*** Begin section ***

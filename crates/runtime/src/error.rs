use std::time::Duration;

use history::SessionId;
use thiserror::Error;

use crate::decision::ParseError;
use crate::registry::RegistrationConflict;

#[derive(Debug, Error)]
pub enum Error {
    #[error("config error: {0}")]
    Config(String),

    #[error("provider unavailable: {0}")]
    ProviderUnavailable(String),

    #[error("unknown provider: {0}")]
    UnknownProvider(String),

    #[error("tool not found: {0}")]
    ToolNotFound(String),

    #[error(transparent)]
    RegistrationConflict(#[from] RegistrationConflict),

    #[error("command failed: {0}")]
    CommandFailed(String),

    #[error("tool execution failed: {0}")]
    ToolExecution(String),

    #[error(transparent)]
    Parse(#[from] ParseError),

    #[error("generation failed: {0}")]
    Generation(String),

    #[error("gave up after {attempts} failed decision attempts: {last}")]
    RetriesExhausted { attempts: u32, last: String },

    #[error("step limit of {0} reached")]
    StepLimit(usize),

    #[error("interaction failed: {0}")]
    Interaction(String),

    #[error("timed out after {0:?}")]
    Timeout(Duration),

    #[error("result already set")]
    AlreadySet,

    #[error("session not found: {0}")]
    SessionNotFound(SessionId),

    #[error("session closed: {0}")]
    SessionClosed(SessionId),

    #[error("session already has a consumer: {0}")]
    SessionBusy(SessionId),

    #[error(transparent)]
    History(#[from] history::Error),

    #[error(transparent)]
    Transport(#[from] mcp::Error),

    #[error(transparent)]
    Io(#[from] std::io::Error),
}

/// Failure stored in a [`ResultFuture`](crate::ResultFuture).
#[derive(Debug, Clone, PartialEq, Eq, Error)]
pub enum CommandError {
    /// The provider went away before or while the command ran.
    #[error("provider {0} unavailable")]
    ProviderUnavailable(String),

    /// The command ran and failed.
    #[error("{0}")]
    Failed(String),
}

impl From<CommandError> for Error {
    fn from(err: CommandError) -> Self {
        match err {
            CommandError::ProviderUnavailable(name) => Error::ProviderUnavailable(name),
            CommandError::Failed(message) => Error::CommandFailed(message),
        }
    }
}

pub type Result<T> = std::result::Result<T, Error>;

*** End section ***
*** Begin section ***

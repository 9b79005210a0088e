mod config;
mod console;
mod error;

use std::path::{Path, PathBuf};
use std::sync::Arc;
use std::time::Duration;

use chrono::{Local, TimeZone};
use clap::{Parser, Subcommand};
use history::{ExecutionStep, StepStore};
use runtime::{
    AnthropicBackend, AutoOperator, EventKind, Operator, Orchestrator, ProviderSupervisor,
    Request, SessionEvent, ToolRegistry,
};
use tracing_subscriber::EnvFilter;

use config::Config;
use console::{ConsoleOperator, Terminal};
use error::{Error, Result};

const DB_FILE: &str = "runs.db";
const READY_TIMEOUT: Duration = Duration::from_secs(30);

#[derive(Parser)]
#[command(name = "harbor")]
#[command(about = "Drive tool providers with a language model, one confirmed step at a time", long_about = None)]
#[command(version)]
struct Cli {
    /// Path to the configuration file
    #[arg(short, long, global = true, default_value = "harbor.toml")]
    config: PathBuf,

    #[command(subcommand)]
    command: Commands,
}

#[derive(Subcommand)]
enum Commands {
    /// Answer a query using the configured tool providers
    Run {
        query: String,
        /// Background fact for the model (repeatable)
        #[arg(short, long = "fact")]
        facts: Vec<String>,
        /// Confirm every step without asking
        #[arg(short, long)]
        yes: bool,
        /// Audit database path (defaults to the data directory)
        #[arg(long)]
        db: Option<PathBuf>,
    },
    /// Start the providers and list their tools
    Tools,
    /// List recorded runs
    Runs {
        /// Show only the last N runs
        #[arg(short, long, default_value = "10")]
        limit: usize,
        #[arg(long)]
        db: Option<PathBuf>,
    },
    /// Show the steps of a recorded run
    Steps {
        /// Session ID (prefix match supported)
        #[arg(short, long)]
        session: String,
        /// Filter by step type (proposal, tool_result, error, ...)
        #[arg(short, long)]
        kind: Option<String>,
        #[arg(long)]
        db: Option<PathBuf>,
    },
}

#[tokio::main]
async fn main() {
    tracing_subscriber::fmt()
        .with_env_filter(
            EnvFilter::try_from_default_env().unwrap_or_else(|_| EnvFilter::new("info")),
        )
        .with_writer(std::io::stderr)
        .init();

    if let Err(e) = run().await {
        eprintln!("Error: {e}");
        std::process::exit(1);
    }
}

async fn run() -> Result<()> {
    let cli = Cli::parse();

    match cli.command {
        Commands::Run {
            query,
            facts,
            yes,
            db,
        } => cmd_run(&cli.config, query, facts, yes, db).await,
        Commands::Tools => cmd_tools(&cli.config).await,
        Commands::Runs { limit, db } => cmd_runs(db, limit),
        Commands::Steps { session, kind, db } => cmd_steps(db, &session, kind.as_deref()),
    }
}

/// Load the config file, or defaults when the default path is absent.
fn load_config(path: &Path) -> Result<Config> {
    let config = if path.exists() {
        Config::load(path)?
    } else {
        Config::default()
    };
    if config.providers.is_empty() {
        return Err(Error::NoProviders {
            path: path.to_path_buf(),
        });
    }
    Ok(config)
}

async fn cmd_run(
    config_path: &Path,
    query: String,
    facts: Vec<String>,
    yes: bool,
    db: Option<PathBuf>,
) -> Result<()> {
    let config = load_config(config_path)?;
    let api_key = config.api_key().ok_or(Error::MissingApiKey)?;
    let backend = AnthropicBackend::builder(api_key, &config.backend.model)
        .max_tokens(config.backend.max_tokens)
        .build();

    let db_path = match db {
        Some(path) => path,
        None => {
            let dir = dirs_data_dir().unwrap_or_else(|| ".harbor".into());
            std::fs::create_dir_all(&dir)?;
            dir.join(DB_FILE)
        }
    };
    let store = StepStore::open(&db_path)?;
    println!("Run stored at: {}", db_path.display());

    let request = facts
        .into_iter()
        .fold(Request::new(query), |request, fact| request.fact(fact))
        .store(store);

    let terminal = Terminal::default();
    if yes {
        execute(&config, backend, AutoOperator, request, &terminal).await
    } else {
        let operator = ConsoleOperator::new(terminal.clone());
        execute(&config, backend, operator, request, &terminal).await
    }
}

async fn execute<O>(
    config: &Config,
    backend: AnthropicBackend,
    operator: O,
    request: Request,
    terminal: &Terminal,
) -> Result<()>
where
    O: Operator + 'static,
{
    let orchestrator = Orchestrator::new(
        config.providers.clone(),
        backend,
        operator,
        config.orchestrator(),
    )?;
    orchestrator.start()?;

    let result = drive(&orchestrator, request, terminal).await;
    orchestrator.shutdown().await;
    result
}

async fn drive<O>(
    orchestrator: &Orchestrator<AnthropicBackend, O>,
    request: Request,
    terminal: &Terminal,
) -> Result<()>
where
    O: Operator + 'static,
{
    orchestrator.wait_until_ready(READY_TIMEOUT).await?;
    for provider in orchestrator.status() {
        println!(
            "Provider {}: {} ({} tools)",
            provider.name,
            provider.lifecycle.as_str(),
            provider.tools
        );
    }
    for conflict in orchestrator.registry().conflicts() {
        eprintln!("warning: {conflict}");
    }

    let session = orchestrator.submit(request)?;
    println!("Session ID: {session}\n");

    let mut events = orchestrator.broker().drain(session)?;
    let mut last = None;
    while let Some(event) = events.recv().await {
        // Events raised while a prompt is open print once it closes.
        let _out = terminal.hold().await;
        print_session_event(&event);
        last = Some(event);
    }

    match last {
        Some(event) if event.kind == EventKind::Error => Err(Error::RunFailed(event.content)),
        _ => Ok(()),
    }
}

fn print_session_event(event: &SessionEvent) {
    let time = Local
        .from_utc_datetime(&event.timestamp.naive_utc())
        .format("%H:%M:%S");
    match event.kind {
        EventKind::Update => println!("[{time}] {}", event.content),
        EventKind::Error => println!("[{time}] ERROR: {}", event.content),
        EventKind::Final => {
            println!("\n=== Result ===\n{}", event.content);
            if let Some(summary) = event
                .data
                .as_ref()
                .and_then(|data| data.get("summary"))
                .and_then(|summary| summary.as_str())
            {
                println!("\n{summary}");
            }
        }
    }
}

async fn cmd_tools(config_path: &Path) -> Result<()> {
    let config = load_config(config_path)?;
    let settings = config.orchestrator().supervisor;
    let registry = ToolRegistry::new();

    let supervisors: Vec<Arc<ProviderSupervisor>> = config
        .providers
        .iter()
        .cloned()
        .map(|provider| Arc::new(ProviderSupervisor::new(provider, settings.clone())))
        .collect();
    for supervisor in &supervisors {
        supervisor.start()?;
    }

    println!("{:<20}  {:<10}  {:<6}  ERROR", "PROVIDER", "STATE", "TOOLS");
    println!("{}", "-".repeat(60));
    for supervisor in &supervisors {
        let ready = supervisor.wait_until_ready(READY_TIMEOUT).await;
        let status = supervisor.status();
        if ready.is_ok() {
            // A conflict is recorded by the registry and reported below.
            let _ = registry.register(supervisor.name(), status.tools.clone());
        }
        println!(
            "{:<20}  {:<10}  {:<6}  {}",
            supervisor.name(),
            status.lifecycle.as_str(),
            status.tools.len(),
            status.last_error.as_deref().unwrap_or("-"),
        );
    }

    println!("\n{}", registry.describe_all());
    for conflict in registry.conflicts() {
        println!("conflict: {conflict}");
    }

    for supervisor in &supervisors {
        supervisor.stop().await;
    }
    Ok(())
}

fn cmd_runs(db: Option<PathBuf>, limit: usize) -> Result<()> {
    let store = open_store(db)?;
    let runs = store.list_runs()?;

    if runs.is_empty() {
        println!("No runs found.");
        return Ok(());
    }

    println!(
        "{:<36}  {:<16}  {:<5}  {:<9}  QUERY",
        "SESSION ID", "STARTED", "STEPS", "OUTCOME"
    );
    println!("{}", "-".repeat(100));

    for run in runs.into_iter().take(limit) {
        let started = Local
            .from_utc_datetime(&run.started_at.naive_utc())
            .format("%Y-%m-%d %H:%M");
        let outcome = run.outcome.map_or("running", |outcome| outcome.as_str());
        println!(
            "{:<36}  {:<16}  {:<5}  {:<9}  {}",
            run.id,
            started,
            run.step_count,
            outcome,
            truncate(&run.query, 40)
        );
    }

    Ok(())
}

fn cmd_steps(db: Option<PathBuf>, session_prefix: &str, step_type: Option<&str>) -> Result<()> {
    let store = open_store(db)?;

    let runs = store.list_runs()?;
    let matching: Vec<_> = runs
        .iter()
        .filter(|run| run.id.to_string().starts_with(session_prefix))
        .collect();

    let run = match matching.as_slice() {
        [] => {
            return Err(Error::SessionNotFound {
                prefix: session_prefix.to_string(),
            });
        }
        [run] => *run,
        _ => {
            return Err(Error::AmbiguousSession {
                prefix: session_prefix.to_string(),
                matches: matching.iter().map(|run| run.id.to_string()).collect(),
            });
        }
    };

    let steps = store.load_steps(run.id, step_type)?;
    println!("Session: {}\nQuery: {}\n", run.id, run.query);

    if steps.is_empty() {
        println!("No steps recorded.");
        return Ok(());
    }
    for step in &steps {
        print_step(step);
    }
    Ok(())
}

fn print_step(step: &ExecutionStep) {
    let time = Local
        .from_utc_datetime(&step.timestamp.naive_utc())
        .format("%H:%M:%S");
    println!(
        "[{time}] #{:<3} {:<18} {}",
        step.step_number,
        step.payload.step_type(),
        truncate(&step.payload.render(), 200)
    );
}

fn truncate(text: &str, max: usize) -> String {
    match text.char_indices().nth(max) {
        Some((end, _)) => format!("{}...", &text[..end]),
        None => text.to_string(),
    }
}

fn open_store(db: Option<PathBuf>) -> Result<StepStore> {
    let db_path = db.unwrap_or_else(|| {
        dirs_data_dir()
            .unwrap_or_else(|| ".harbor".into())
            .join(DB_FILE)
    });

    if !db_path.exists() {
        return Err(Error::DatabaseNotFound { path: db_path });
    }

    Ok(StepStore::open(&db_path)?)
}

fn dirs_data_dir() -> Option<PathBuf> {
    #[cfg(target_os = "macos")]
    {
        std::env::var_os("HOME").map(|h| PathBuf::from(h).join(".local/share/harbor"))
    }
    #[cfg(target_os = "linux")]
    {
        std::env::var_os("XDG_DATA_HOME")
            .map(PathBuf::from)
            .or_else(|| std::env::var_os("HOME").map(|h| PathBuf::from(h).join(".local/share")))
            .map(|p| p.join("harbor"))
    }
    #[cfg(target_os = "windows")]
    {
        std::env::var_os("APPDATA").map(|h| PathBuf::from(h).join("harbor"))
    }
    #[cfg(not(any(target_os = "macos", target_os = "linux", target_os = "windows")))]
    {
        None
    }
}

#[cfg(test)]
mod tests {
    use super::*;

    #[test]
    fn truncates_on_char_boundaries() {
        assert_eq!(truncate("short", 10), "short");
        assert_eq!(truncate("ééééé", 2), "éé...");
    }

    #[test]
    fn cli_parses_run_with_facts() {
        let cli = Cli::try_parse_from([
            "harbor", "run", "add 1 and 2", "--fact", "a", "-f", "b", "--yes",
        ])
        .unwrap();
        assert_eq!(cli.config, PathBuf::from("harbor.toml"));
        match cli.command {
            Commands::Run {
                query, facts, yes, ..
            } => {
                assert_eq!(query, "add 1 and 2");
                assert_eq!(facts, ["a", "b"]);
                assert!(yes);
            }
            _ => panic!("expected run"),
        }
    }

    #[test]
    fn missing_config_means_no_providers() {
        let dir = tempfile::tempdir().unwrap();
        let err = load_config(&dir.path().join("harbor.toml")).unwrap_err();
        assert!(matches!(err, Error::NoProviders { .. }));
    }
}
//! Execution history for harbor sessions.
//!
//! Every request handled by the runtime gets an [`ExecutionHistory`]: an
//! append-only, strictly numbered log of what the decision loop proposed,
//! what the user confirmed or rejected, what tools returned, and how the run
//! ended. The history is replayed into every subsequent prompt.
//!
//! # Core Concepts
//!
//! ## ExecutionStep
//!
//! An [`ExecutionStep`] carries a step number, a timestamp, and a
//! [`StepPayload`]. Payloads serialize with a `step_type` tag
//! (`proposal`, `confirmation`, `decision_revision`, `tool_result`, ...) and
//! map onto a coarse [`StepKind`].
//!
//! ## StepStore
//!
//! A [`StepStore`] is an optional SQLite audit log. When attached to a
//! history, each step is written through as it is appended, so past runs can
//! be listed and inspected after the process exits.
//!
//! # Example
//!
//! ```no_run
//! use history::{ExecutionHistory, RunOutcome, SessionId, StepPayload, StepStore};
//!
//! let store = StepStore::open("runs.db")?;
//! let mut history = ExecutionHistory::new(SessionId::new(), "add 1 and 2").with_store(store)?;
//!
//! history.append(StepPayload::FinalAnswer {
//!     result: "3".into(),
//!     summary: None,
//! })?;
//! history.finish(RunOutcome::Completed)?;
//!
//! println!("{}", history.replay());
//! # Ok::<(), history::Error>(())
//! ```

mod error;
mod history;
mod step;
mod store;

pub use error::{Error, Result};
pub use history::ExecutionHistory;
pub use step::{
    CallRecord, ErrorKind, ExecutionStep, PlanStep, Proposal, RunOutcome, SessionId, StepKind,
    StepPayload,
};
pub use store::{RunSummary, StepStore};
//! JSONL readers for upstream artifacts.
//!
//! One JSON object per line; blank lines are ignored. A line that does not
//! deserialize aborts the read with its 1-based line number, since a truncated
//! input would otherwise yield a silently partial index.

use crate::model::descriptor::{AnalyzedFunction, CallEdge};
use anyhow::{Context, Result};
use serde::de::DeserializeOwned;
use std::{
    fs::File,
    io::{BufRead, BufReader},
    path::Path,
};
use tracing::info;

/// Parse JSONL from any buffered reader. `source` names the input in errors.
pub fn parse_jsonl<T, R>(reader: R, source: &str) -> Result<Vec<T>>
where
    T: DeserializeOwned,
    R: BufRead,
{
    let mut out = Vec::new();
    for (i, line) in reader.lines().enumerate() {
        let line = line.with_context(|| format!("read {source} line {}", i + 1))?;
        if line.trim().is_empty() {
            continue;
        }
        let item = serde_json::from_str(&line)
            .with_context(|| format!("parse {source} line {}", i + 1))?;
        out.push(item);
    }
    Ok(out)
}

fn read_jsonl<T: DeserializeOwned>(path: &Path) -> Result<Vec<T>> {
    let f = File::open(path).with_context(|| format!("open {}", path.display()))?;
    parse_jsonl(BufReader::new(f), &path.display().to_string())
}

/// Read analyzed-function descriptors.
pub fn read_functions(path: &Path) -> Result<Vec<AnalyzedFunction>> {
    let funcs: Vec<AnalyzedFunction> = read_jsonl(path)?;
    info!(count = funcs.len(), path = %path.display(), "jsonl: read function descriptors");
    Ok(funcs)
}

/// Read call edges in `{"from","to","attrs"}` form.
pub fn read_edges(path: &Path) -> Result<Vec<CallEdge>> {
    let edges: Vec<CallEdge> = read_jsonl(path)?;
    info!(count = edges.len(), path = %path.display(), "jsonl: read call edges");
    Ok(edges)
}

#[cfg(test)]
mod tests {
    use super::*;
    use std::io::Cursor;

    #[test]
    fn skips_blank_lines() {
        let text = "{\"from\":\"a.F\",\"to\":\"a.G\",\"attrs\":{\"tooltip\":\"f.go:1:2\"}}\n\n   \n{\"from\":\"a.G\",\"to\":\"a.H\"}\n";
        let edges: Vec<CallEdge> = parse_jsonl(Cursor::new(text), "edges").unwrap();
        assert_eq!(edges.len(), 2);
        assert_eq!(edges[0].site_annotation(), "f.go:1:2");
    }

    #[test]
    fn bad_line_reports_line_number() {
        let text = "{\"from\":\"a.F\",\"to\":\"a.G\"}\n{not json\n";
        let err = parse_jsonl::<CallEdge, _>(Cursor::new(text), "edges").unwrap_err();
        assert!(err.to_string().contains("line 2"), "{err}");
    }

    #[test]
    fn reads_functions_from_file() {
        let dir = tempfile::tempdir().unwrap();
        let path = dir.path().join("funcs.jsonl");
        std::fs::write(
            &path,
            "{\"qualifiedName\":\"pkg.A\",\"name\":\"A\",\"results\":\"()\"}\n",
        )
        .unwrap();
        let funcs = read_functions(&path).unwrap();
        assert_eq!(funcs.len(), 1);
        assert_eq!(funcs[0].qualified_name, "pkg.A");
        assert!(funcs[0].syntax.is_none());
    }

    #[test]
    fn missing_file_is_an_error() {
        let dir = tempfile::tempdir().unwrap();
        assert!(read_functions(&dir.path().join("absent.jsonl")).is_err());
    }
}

*** End section ***
*** Begin section ***

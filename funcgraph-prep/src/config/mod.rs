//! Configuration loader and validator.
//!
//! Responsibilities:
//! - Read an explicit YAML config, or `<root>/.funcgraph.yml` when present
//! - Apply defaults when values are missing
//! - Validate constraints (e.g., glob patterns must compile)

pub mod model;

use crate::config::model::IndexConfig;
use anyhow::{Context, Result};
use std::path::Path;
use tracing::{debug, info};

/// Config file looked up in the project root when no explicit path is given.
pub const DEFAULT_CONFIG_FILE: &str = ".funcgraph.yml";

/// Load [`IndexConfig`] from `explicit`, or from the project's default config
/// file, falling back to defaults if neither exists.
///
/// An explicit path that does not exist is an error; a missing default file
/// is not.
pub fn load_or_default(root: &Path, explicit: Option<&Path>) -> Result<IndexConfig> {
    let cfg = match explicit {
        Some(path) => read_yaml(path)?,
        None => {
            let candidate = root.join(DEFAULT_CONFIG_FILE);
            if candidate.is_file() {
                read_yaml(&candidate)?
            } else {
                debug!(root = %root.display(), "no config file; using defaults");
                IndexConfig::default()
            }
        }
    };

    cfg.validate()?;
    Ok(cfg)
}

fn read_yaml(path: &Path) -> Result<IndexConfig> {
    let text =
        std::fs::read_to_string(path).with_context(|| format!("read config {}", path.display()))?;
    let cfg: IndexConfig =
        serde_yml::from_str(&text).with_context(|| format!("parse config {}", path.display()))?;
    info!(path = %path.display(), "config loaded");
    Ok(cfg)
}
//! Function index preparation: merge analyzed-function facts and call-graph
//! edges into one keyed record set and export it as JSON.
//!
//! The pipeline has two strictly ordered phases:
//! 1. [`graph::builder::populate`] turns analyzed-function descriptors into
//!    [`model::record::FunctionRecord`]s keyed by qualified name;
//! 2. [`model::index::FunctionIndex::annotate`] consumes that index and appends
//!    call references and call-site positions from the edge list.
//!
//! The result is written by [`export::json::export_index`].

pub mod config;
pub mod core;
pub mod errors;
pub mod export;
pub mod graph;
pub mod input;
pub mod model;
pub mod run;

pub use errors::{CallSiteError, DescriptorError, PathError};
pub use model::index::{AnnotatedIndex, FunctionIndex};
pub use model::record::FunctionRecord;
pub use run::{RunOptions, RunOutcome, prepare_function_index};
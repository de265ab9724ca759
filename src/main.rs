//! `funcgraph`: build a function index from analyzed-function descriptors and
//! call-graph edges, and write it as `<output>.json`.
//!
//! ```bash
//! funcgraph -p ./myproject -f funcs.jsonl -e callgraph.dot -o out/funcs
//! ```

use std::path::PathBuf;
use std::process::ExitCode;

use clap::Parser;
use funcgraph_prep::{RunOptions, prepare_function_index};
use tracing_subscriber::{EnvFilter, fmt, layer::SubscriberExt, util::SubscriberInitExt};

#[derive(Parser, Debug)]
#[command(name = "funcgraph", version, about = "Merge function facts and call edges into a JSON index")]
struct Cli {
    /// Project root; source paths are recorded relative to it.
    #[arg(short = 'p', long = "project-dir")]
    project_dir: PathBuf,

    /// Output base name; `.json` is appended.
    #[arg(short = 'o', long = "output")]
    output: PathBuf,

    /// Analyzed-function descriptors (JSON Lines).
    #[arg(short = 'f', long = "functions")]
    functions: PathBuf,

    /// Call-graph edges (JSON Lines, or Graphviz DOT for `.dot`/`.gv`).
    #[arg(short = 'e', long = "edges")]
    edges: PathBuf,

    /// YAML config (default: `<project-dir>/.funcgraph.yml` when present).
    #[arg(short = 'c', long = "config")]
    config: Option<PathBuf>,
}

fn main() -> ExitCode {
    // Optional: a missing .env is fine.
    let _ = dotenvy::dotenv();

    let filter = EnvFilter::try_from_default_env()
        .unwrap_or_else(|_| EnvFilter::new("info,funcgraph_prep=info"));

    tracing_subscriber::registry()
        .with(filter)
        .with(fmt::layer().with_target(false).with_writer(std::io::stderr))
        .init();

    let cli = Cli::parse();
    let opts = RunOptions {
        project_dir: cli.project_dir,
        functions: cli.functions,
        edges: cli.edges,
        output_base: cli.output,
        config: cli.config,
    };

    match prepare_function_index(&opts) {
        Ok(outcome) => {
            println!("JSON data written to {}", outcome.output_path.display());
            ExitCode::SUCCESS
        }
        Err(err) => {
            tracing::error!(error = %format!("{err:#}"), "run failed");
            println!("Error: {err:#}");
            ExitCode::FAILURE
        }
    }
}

*** End section ***

For each line in the records that holds "descriptors", show that line as it stands.

/// Read analyzed-function descriptors.
    info!(count = funcs.len(), path = %path.display(), "jsonl: read function descriptors");
//! 1. [`graph::builder::populate`] turns analyzed-function descriptors into
//! `funcgraph`: build a function index from analyzed-function descriptors and
    /// Analyzed-function descriptors (JSON Lines).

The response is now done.